**Task brief:** Work out the number of lines that hold "when" in the listing, and give that number with no other text.

──────── Given information

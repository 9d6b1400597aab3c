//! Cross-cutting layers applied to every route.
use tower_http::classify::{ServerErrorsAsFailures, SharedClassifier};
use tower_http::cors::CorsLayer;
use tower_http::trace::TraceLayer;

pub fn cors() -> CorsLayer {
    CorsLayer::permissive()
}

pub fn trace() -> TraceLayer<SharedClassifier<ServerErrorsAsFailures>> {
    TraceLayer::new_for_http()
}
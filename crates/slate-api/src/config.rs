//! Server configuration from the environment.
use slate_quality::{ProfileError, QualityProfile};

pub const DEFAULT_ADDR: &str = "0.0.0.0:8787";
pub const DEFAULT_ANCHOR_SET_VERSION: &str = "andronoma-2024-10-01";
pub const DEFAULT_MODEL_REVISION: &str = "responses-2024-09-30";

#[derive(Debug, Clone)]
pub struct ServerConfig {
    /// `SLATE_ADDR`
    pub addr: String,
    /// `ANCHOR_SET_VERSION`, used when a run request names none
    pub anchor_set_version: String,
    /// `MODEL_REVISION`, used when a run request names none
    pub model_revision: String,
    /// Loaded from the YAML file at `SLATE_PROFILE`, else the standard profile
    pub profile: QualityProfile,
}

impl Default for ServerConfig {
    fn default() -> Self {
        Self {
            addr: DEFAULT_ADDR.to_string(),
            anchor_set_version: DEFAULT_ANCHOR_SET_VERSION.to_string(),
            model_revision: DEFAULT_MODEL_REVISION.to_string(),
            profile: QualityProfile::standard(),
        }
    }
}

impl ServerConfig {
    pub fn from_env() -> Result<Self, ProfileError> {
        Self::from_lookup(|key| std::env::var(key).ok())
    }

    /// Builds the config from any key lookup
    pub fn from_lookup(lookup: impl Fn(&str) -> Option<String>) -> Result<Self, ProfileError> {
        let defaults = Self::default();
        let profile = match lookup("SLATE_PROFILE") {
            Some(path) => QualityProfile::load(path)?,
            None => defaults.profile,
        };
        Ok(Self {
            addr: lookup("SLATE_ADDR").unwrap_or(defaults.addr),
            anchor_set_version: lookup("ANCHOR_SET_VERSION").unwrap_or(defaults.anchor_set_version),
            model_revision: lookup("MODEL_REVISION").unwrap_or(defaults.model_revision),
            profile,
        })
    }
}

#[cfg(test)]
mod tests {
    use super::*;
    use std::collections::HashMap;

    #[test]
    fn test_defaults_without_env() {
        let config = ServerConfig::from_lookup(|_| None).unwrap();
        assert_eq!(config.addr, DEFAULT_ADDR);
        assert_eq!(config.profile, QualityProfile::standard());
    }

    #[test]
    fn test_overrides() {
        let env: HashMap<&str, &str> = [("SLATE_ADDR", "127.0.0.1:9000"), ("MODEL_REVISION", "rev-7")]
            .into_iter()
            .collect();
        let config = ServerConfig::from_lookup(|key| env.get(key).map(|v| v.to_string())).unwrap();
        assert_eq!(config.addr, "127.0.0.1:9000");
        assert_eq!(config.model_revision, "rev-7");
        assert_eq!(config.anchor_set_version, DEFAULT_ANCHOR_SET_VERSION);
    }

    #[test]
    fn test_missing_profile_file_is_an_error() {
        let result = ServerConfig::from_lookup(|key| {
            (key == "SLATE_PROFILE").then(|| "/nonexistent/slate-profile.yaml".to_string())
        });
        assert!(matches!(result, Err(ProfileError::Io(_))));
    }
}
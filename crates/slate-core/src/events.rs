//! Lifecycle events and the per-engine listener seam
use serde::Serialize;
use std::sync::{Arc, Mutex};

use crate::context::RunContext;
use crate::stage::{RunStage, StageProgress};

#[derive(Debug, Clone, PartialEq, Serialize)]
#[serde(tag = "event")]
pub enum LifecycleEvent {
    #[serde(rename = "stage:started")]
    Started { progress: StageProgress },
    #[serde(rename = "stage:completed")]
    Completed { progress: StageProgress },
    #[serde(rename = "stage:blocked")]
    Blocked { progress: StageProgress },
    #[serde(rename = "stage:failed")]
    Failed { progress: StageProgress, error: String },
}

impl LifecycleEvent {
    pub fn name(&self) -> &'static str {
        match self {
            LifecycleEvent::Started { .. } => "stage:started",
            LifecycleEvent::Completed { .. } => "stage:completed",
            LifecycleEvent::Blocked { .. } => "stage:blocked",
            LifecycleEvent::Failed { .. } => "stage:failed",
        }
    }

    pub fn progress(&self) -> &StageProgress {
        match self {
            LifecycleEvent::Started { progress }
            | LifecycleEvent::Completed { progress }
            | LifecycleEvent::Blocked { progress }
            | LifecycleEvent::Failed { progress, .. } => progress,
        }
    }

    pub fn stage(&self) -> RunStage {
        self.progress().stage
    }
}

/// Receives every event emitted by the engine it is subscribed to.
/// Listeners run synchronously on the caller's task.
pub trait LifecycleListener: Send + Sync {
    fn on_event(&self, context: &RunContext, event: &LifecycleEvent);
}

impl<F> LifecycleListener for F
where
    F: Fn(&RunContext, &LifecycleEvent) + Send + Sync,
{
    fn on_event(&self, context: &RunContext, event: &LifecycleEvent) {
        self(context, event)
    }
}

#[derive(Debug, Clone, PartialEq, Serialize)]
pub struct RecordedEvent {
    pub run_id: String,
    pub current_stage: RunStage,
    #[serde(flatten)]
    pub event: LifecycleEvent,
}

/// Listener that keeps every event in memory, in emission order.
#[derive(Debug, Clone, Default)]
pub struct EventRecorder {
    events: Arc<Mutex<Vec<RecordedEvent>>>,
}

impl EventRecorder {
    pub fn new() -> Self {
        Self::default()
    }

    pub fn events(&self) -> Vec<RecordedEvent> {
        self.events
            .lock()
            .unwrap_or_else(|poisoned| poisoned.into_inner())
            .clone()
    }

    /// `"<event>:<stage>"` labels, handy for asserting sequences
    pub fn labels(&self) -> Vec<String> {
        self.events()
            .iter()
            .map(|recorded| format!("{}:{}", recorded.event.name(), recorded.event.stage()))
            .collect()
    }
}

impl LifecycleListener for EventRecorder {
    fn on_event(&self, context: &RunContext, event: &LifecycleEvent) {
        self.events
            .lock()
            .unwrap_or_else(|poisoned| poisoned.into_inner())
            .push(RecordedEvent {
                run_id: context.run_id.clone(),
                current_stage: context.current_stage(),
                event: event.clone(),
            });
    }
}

────────────────

**Answer box:** 2